Я очень скептически относился к возможности добиться мира, хотя бы и ценою полной капитуляции. Но Ленин решил испытать путь капитуляции до конца. А так как у него в ЦК не было большинства и от моего голоса зависело решение, то я воздержался от голосования, чтоб обеспечить за Лениным большинство одного голоса. Именно так я и мотивировал свое воздержание. Если б капитуляция не дала мира, рассуждал я, мы, в ходе навязанной нам врагами вооруженной обороны революции, выровняем фронт партии.
– Мне кажется, – сказал я в частном разговоре Ленину, – что политически было бы целесообразно, если бы я, как наркоминдел, подал в отставку.
– Зачем? Мы, надеюсь, этих парламентских приемов заводить не будем.
– Но моя отставка будет для немцев означать радикальный поворот политики и усилит их доверие к нашей готовности действительно подписать на этот раз мирный договор.

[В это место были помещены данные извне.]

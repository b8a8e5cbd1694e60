//! A keypad arithmetic calculator.
//!
//! Keystrokes or keypad presses build up an expression buffer which is
//! evaluated with conventional precedence (`*` and `/` before `+` and `-`)
//! and rounded to hide floating-point noise.
//!
//! ```
//! use keycalc::calculator::ExpressionEngine;
//!
//! let mut engine = ExpressionEngine::new();
//! for c in "0.1+0.2".chars() {
//!     engine.append(c);
//! }
//! engine.evaluate();
//! assert_eq!(engine.display(), "0.3");
//! ```

pub mod calculator;
pub mod config;
pub mod input;
pub mod session;

pub use calculator::{CalcError, CalcResult, ExpressionEngine};
pub use config::Config;
pub use input::InputEvent;
pub use session::{Outcome, Session};
//! Splits an expression into signed numbers and binary operators.
//!
//! The grammar is deliberately small:
//!
//! ```text
//! expression := operand (operator operand)*
//! operand    := sign* number
//! number     := digits ('.' digits?)? | '.' digits
//! ```
//!
//! Signs may only open an operand. A run of them may alternate but never
//! repeats a character, including the operator before the run: `5--2`,
//! `5++2` and `--5` are rejected, `5+-2` and `-+-5` are fine.

use super::error::CalcError;

/// A binary arithmetic operator.
#[derive(Clone, Copy, Debug, PartialEq, Eq)]
pub enum Operator {
    Add,
    Subtract,
    Multiply,
    Divide,
}

impl Operator {
    /// Map an ASCII operator character.
    pub fn from_char(c: char) -> Option<Self> {
        match c {
            '+' => Some(Self::Add),
            '-' => Some(Self::Subtract),
            '*' => Some(Self::Multiply),
            '/' => Some(Self::Divide),
            _ => None,
        }
    }

    /// The ASCII character for this operator.
    pub fn as_char(self) -> char {
        match self {
            Self::Add => '+',
            Self::Subtract => '-',
            Self::Multiply => '*',
            Self::Divide => '/',
        }
    }

    /// `*` and `/` bind tighter than `+` and `-`.
    pub fn is_multiplicative(self) -> bool {
        matches!(self, Self::Multiply | Self::Divide)
    }

    /// Apply the operator. Division by zero is reported rather than
    /// producing an infinity.
    pub fn apply(self, lhs: f64, rhs: f64) -> Result<f64, CalcError> {
        match self {
            Self::Add => Ok(lhs + rhs),
            Self::Subtract => Ok(lhs - rhs),
            Self::Multiply => Ok(lhs * rhs),
            Self::Divide if rhs == 0.0 => Err(CalcError::DivisionByZero),
            Self::Divide => Ok(lhs / rhs),
        }
    }
}

/// A lexical unit of an expression.
#[derive(Clone, Debug, PartialEq)]
pub enum Token {
    /// A number with its sign already applied.
    Number(f64),
    Operator(Operator),
}

/// Tokenize `input`.
///
/// The result always alternates number, operator, number, ... and ends with
/// a number, so an `Ok` value is a well-formed expression.
pub fn tokenize(input: &str) -> Result<Vec<Token>, CalcError> {
    let chars: Vec<char> = input.chars().collect();
    let mut tokens = Vec::new();
    let mut pos = 0;
    let mut last_operator: Option<char> = None;

    loop {
        // Operand: a run of signs, then a number. The same sign twice in a
        // row, counting the operator before the run, is rejected.
        let mut negative = false;
        let mut previous = last_operator;
        while let Some(&c) = chars.get(pos) {
            if c != '+' && c != '-' {
                break;
            }
            if previous == Some(c) {
                return Err(CalcError::UnexpectedCharacter { ch: c, position: pos });
            }
            negative ^= c == '-';
            previous = Some(c);
            pos += 1;
        }

        let start = pos;
        while let Some(&c) = chars.get(pos) {
            if c.is_ascii_digit() || c == '.' {
                pos += 1;
            } else {
                break;
            }
        }

        if start == pos {
            return Err(match chars.get(pos) {
                Some(&ch) => CalcError::UnexpectedCharacter { ch, position: pos },
                None => CalcError::UnexpectedEnd,
            });
        }

        let value = parse_number(&chars[start..pos], start)?;
        tokens.push(Token::Number(if negative { -value } else { value }));

        // Operator, or the end of the expression
        match chars.get(pos) {
            None => return Ok(tokens),
            Some(&c) => match Operator::from_char(c) {
                Some(op) => {
                    tokens.push(Token::Operator(op));
                    last_operator = Some(c);
                    pos += 1;
                }
                None => return Err(CalcError::UnexpectedCharacter { ch: c, position: pos }),
            },
        }
    }
}

/// Parse the digits and decimal point of a single number.
fn parse_number(digits: &[char], position: usize) -> Result<f64, CalcError> {
    let dots = digits.iter().filter(|&&c| c == '.').count();
    if dots > 1 || dots == digits.len() {
        return Err(CalcError::MalformedNumber { position });
    }

    let text: String = digits.iter().collect();
    text.parse::<f64>()
        .map_err(|_| CalcError::MalformedNumber { position })
}
//! The expression engine: owns the buffer the user is typing into.

use tracing::{debug, trace};

use super::detection::{is_allowed, segment_has_decimal};
use super::evaluation::{CalcResult, DEFAULT_PRECISION, MAX_PRECISION, calculate};

/// Text shown for an empty buffer.
pub const DEFAULT_PLACEHOLDER: &str = "0";

/// Text shown after a failed evaluation.
pub const DEFAULT_ERROR_MARKER: &str = "Error";

/// Display settings for an [`ExpressionEngine`].
#[derive(Clone, Debug, PartialEq, Eq)]
pub struct EngineOptions {
    /// Decimal places kept after evaluation.
    pub precision: u32,
    /// Shown when the buffer is empty.
    pub placeholder: String,
    /// Shown after a failed evaluation.
    pub error_marker: String,
}

impl Default for EngineOptions {
    fn default() -> Self {
        Self {
            precision: DEFAULT_PRECISION,
            placeholder: DEFAULT_PLACEHOLDER.to_string(),
            error_marker: DEFAULT_ERROR_MARKER.to_string(),
        }
    }
}

/// Maintains the expression buffer and computes its value on demand.
///
/// After a failed [`evaluate`](Self::evaluate) the buffer is empty and the
/// display shows the error marker until the next append, delete or clear.
#[derive(Clone, Debug, Default)]
pub struct ExpressionEngine {
    buffer: String,
    showing_error: bool,
    options: EngineOptions,
}

impl ExpressionEngine {
    pub fn new() -> Self {
        Self::default()
    }

    pub fn with_options(mut options: EngineOptions) -> Self {
        options.precision = options.precision.min(MAX_PRECISION);
        Self {
            buffer: String::new(),
            showing_error: false,
            options,
        }
    }

    /// Start from an existing buffer, e.g. a restored session.
    ///
    /// The buffer is taken as is; [`evaluate`](Self::evaluate) still rejects
    /// any character outside the calculator's set.
    pub fn with_buffer(mut self, buffer: impl Into<String>) -> Self {
        self.buffer = buffer.into();
        self.showing_error = false;
        self
    }

    pub fn buffer(&self) -> &str {
        &self.buffer
    }

    pub fn is_empty(&self) -> bool {
        self.buffer.is_empty()
    }

    pub fn is_showing_error(&self) -> bool {
        self.showing_error
    }

    pub fn options(&self) -> &EngineOptions {
        &self.options
    }

    /// The number currently being typed.
    pub fn current_segment(&self) -> &str {
        super::detection::current_segment(&self.buffer)
    }

    /// The string to render: error marker, placeholder or the buffer.
    pub fn display(&self) -> &str {
        if self.showing_error {
            &self.options.error_marker
        } else if self.buffer.is_empty() {
            &self.options.placeholder
        } else {
            &self.buffer
        }
    }

    /// Append one character to the buffer.
    ///
    /// Returns `false` (and leaves the buffer untouched) for characters
    /// outside the calculator's set and for a second decimal point in the
    /// same number.
    pub fn append(&mut self, token: char) -> bool {
        if !is_allowed(token) {
            trace!(?token, "refusing character");
            return false;
        }

        if token == '.' && segment_has_decimal(&self.buffer) {
            trace!("segment already has a decimal point");
            return false;
        }

        self.showing_error = false;
        self.buffer.push(token);
        true
    }

    /// Remove the last character, if any.
    pub fn delete(&mut self) {
        self.showing_error = false;
        self.buffer.pop();
    }

    /// Reset the buffer to empty.
    pub fn clear(&mut self) {
        self.showing_error = false;
        self.buffer.clear();
    }

    /// Evaluate the buffer.
    ///
    /// Returns `None` without touching any state when the buffer is empty.
    /// On success the buffer becomes the formatted result; on failure it is
    /// emptied and the display switches to the error marker.
    pub fn evaluate(&mut self) -> Option<CalcResult> {
        if self.buffer.is_empty() {
            return None;
        }

        let result = calculate(&self.buffer, self.options.precision);
        match &result {
            CalcResult::Success { display_result, .. } => {
                debug!(expression = %self.buffer, result = %display_result, "evaluated");
                self.buffer.clone_from(display_result);
                self.showing_error = false;
            }
            CalcResult::Error { error, .. } => {
                debug!(expression = %self.buffer, %error, "evaluation failed");
                self.buffer.clear();
                self.showing_error = true;
            }
        }

        Some(result)
    }
}

#[cfg(test)]
mod tests {
    use super::*;
    use crate::calculator::CalcError;
    use proptest::prelude::*;

    fn typed(input: &str) -> ExpressionEngine {
        let mut engine = ExpressionEngine::new();
        for c in input.chars() {
            engine.append(c);
        }
        engine
    }

    #[test]
    fn test_append_concatenates() {
        let engine = typed("12+3.5*4");
        assert_eq!(engine.buffer(), "12+3.5*4");
        assert_eq!(engine.display(), "12+3.5*4");
    }

    #[test]
    fn test_second_decimal_in_segment_rejected() {
        let mut engine = typed("1.2");
        assert!(!engine.append('.'));
        assert_eq!(engine.buffer(), "1.2");

        assert!(engine.append('+'));
        assert!(engine.append('.'));
        assert!(!engine.append('.'));
        assert_eq!(engine.buffer(), "1.2+.");
    }

    #[test]
    fn test_typing_one_two_three_with_dots() {
        // "1.2.3" typed without an operator keeps only the first point
        assert_eq!(typed("1.2.3").buffer(), "1.23");
    }

    #[test]
    fn test_disallowed_characters_refused() {
        let mut engine = typed("5");
        assert!(!engine.append('x'));
        assert!(!engine.append(' '));
        assert!(!engine.append('×'));
        assert_eq!(engine.buffer(), "5");
    }

    #[test]
    fn test_delete() {
        let mut engine = typed("123");
        engine.delete();
        assert_eq!(engine.buffer(), "12");
        engine.delete();
        engine.delete();
        assert!(engine.is_empty());
        engine.delete();
        assert!(engine.is_empty());
        assert_eq!(engine.display(), "0");
    }

    #[test]
    fn test_clear() {
        let mut engine = typed("9*9");
        engine.clear();
        assert!(engine.is_empty());
        assert_eq!(engine.display(), "0");
    }

    #[test]
    fn test_evaluate_precedence() {
        let mut engine = typed("2+3*4");
        let result = engine.evaluate().unwrap();
        assert!(result.is_success());
        assert_eq!(engine.buffer(), "14");
        assert_eq!(engine.display(), "14");
    }

    #[test]
    fn test_evaluate_rounding() {
        let mut engine = typed("0.1+0.2");
        engine.evaluate();
        assert_eq!(engine.buffer(), "0.3");
    }

    #[test]
    fn test_evaluate_division_by_zero_resets() {
        let mut engine = typed("1/0");
        let result = engine.evaluate().unwrap();
        assert_eq!(result.error(), Some(&CalcError::DivisionByZero));
        assert!(engine.is_empty());
        assert!(engine.is_showing_error());
        assert_eq!(engine.display(), "Error");
    }

    #[test]
    fn test_evaluate_empty_is_noop() {
        let mut engine = ExpressionEngine::new();
        assert!(engine.evaluate().is_none());
        assert_eq!(engine.display(), "0");
    }

    #[test]
    fn test_evaluate_empty_keeps_error_marker() {
        let mut engine = typed("5/0");
        engine.evaluate();
        assert!(engine.evaluate().is_none());
        assert_eq!(engine.display(), "Error");
    }

    #[test]
    fn test_next_input_after_error_starts_fresh() {
        let mut engine = typed("5+");
        engine.evaluate();
        assert_eq!(engine.display(), "Error");

        engine.append('7');
        assert!(!engine.is_showing_error());
        assert_eq!(engine.display(), "7");
    }

    #[test]
    fn test_delete_after_error_shows_placeholder() {
        let mut engine = typed("5+");
        engine.evaluate();
        engine.delete();
        assert_eq!(engine.display(), "0");
    }

    #[test]
    fn test_evaluate_seeded_invalid_buffer() {
        let mut engine = ExpressionEngine::new().with_buffer("2+a");
        let result = engine.evaluate().unwrap();
        assert!(matches!(
            result.error(),
            Some(CalcError::InvalidCharacter { ch: 'a', .. })
        ));
        assert!(engine.is_empty());
        assert_eq!(engine.display(), "Error");
    }

    #[test]
    fn test_result_chains() {
        let mut engine = typed("6*7");
        engine.evaluate();
        engine.append('+');
        engine.append('8');
        engine.evaluate();
        assert_eq!(engine.buffer(), "50");

        // A negative result can be extended too
        let mut engine = typed("2-5");
        engine.evaluate();
        engine.append('*');
        engine.append('2');
        engine.evaluate();
        assert_eq!(engine.buffer(), "-6");
    }

    #[test]
    fn test_result_with_decimal_blocks_second_point() {
        let mut engine = typed("1/4");
        engine.evaluate();
        assert_eq!(engine.buffer(), "0.25");
        assert!(!engine.append('.'));
    }

    #[test]
    fn test_round_trip_single_number() {
        for n in ["5", "1234567", "0.5", "3.14159265", "10.00000001"] {
            let mut engine = typed(n);
            engine.evaluate();
            assert_eq!(engine.buffer(), n);
        }
    }

    #[test]
    fn test_custom_options() {
        let options = EngineOptions {
            precision: 2,
            placeholder: String::new(),
            error_marker: "E".to_string(),
        };
        let mut engine = ExpressionEngine::with_options(options);
        assert_eq!(engine.display(), "");

        for c in "2/3".chars() {
            engine.append(c);
        }
        engine.evaluate();
        assert_eq!(engine.buffer(), "0.67");

        engine.append('/');
        engine.append('0');
        engine.evaluate();
        assert_eq!(engine.display(), "E");
    }

    #[test]
    fn test_precision_is_capped() {
        let engine = ExpressionEngine::with_options(EngineOptions {
            precision: 40,
            ..EngineOptions::default()
        });
        assert_eq!(engine.options().precision, MAX_PRECISION);
    }

    // --- Property-based tests ---

    /// Keys a user might hit, including a few the engine must refuse.
    const KEYS: &[char] = &[
        '0', '1', '2', '5', '9', '.', '.', '+', '-', '*', '/', 'x', ' ', '=',
    ];

    /// `int_part.frac` with `frac` zero-padded to `width` digits and
    /// trailing zeros dropped, the way a result is formatted.
    fn number_text(int_part: u64, frac: u32, width: usize) -> String {
        let frac = format!("{frac:0width$}");
        let frac = frac.trim_end_matches('0');
        if frac.is_empty() {
            int_part.to_string()
        } else {
            format!("{int_part}.{frac}")
        }
    }

    proptest! {
        #[test]
        fn prop_append_keeps_accepted_tokens(
            keys in prop::collection::vec(prop::sample::select(KEYS), 0..40)
        ) {
            let mut engine = ExpressionEngine::new();
            let mut expected = String::new();
            let mut segment_has_point = false;

            for &c in &keys {
                let accepted = match c {
                    '0'..='9' => true,
                    '+' | '-' | '*' | '/' => {
                        segment_has_point = false;
                        true
                    }
                    '.' if !segment_has_point => {
                        segment_has_point = true;
                        true
                    }
                    _ => false,
                };
                prop_assert_eq!(engine.append(c), accepted);
                if accepted {
                    expected.push(c);
                }
            }

            prop_assert_eq!(engine.buffer(), expected.as_str());
        }

        // f64 holds every 16-digit decimal only below 2^26
        #[test]
        fn prop_round_trip_eight_decimals(
            int_part in 0u64..(1 << 26),
            frac in 0u32..100_000_000,
        ) {
            let input = number_text(int_part, frac, 8);
            let mut engine = typed(&input);
            engine.evaluate();
            prop_assert_eq!(engine.buffer(), input.as_str());
        }

        #[test]
        fn prop_round_trip_eight_integer_digits(
            int_part in 0u64..100_000_000,
            frac in 0u32..10_000_000,
        ) {
            let input = number_text(int_part, frac, 7);
            let mut engine = typed(&input);
            engine.evaluate();
            prop_assert_eq!(engine.buffer(), input.as_str());
        }
    }
}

– Пожалуй, – сказал Ленин, размышляя. – Это серьезный политический довод.
22 февраля я доложил на заседании ЦК, что французская военная миссия обратилась ко мне с предложением Франции и Англии оказать нам поддержку в войне с Германией. Я высказался за принятие предложения, разумеется, при условии полной независимости нашей внешней политики. Бухарин настаивал на недопустимости входить в какие бы то ни было соглашения с империалистами. Ленин поддержал меня со всей решительностью, и ЦК принял мое предложение шестью голосами против пяти. Помнится, Ленин продиктовал решение в таких словах:
«Уполномочить т. Троцкого принять помощь разбойников французского империализма против немецких разбойников». Он всегда предпочитал формулировки, не оставляющие места сомнениям.
По выходе из заседания Бухарин нагнал меня в длинном коридоре Смольного, обхватил руками и разрыдался. «Что мы делаем? – говорил он. – Мы превращаем партию в кучу навоза». Бухарин вообще легок на слезы и любит натуралистические выражения. Но на этот раз положение действительно складывалось трагически. Революция была между молотом и наковальней.

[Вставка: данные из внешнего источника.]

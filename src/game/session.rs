//! Game session state machine
//!
//! Orchestrates the catalog, the day's target, the board, and the keyboard
//! classification into a single lifecycle: in progress, then won or lost.

use crate::core::{Feedback, Word};
use crate::game::board::{Board, Guess};
use crate::game::keyboard::Keyboard;
use crate::wordlists::{Catalog, CatalogError};
use chrono::NaiveDate;
use std::fmt;

/// Guesses per game, matching the six board rows of the classic layout
pub const MAX_ATTEMPTS: usize = 6;

/// Lifecycle state of a session
#[derive(Debug, Clone, Copy, PartialEq, Eq)]
pub enum Status {
    InProgress,
    Won,
    Lost,
}

/// Why a submission was turned away without being scored
///
/// Rejections are normal outcomes, not errors: the session stays in progress
/// and the player keeps editing the same entry.
#[derive(Debug, Clone, Copy, PartialEq, Eq)]
pub enum RejectReason {
    TooShort,
    NotInWordList,
}

impl fmt::Display for RejectReason {
    fn fmt(&self, f: &mut fmt::Formatter<'_>) -> fmt::Result {
        match self {
            Self::TooShort => write!(f, "Not enough letters"),
            Self::NotInWordList => write!(f, "Not in word list"),
        }
    }
}

/// Where a scored submission leaves the game
#[derive(Debug, Clone, Copy, PartialEq, Eq)]
pub enum Outcome {
    Continue,
    Won,
    Lost,
}

/// Result of a submission attempt
#[derive(Debug, Clone, PartialEq, Eq)]
pub enum SubmitResult {
    /// The entry was not accepted; it remains on the board for editing
    Rejected(RejectReason),
    /// The entry was scored and recorded
    Scored { guess: Guess, outcome: Outcome },
}

/// Error type for operations on a finished session
#[derive(Debug, Clone, PartialEq, Eq)]
pub enum SessionError {
    GameOver,
}

impl fmt::Display for SessionError {
    fn fmt(&self, f: &mut fmt::Formatter<'_>) -> fmt::Result {
        match self {
            Self::GameOver => write!(f, "The game is already over"),
        }
    }
}

impl std::error::Error for SessionError {}

/// One game against one target word
///
/// Owned by a single presentation context; every operation completes before
/// returning and commits atomically or not at all.
pub struct Session<'a> {
    catalog: &'a Catalog,
    target: Word,
    board: Board,
    keyboard: Keyboard,
    status: Status,
    max_attempts: usize,
}

impl<'a> Session<'a> {
    /// Start a session against an explicit target word
    #[must_use]
    pub fn new(catalog: &'a Catalog, target: Word, max_attempts: usize) -> Self {
        Self {
            catalog,
            target,
            board: Board::new(),
            keyboard: Keyboard::new(),
            status: Status::InProgress,
            max_attempts,
        }
    }

    /// Start the session for a calendar date
    ///
    /// The day index is computed once here and the target held fixed for the
    /// life of the session.
    ///
    /// # Errors
    /// Returns `CatalogError::IndexOutOfRange` when the date falls outside
    /// the target schedule; the caller must surface this as a configuration
    /// error.
    pub fn daily(
        catalog: &'a Catalog,
        on: NaiveDate,
        epoch: NaiveDate,
        max_attempts: usize,
    ) -> Result<Self, CatalogError> {
        let target = super::daily::target_for_date(catalog, on, epoch)?.clone();
        Ok(Self::new(catalog, target, max_attempts))
    }

    /// Current lifecycle state
    #[inline]
    #[must_use]
    pub fn status(&self) -> Status {
        self.status
    }

    /// True once the session is won or lost
    #[inline]
    #[must_use]
    pub fn is_over(&self) -> bool {
        self.status != Status::InProgress
    }

    /// The answer for this session
    ///
    /// Presentation layers reveal it on a loss; nothing in the core prints it.
    #[inline]
    #[must_use]
    pub fn target(&self) -> &Word {
        &self.target
    }

    /// The board: submitted rows plus the active entry
    #[inline]
    #[must_use]
    pub fn board(&self) -> &Board {
        &self.board
    }

    /// Per-key classification across submitted guesses
    #[inline]
    #[must_use]
    pub fn keyboard(&self) -> &Keyboard {
        &self.keyboard
    }

    /// Total guesses allowed in this session
    #[inline]
    #[must_use]
    pub fn max_attempts(&self) -> usize {
        self.max_attempts
    }

    /// Guesses still available
    #[must_use]
    pub fn attempts_remaining(&self) -> usize {
        self.max_attempts.saturating_sub(self.board.guess_count())
    }

    /// Append a letter to the active entry; no-op once the game is over
    pub fn press_letter(&mut self, ch: char) {
        if self.status != Status::InProgress {
            return;
        }
        self.board.push_letter(ch);
    }

    /// Delete the last active letter; no-op once the game is over
    pub fn delete_letter(&mut self) {
        if self.status != Status::InProgress {
            return;
        }
        self.board.pop_letter();
    }

    /// Submit the active entry as a guess
    ///
    /// A short or out-of-dictionary entry is rejected and kept on the board.
    /// An accepted entry is scored, recorded immutably, folded into the key
    /// classification, and checked for termination: win on an exact match,
    /// loss when the last attempt is spent without one.
    ///
    /// # Errors
    /// Returns `SessionError::GameOver` if the session is already terminal;
    /// the board and status are left untouched.
    pub fn submit_guess(&mut self) -> Result<SubmitResult, SessionError> {
        if self.status != Status::InProgress {
            return Err(SessionError::GameOver);
        }

        let Ok(candidate) = self.board.active_word() else {
            return Ok(SubmitResult::Rejected(RejectReason::TooShort));
        };

        if !self.catalog.is_valid_guess(&candidate) {
            return Ok(SubmitResult::Rejected(RejectReason::NotInWordList));
        }

        // Everything the submission needs is computed before any state moves
        let feedback = Feedback::score(&candidate, &self.target);

        self.keyboard.record(&candidate, feedback);
        let guess = self.board.record_guess(candidate, feedback);
        self.board.clear_active();

        let outcome = if feedback.is_win() {
            self.status = Status::Won;
            Outcome::Won
        } else if self.board.guess_count() >= self.max_attempts {
            self.status = Status::Lost;
            Outcome::Lost
        } else {
            Outcome::Continue
        };

        Ok(SubmitResult::Scored { guess, outcome })
    }
}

3 марта наша делегация подписала, не читая, мирный договор. Предвосхищая многие из идей Клемансо, Брестский мир походил на петлю палача. 22 марта договор был принят германским рейхстагом. Германские социал-демократы авансом одобрили будущие принципы Версаля. Независимые голосовали против: они еще только начинали описывать ту бесплодную кривую, которая вернула их к точке отправления.
Оглядываясь на пройденный путь, я обрисовал на седьмом съезде партии (март 1918 г.) свою позицию с достаточной ясностью и полнотой. «Если бы мы действительно хотели, – говорил я, – получить наиболее благоприятный мир, мы должны были бы согласиться на него еще в ноябре. Но никто (кроме Зиновьева) не поднимал голоса за это: мы все стояли за агитацию, за революционизирование германского, австро-венгерского и всего европейского рабочего класса. Но все наши предшествовавшие переговоры с немцами имели революционизирующий смысл лишь постольку, поскольку их принимали за чистую монету. Я уже делал сообщение на фракции III Всероссийского Съезда Советов о том, как бывший австровенгерский министр Грац говорил, что немцам нужен только какой-либо повод, чтобы поставить нам ультиматум. Они считали, что мы сами напрашиваемся на ультиматум… что мы заранее обязываемся подписать все, что мы разыгрываем лишь революционную комедию. При таком положении нам, в случае неподписания, грозила потеря Ревеля и других мест, в случае же преждевременного подписания нам грозила потеря симпатий мирового пролетариата или значительной части его. Я был одним из тех, которые думали, что германцы наступать, вероятно, не будут; но что если все же станут наступать, то у нас всегда будет время подписать этот мир, хотя бы и в худших условиях. С течением времени, – говорил я, – все убедятся, что другого выхода у нас нет».
Замечательно, что в это же самое время Либкнехт писал из своей тюрьмы: «Ни в каком случае нельзя признать, что нынешний исход для дальнейшего развития хуже, чем явилась бы сдача в Бресте в начале февраля. Как раз наоборот. Такого рода сдача осветила бы с наихудшей стороны все предшествующее сопротивление и представила бы заключительное принуждение, как „vis haud ingrata“. Вопиющий к небесам цинизм, зверский характер заключительного немецкого выступления оттесняют назад все подозрени я».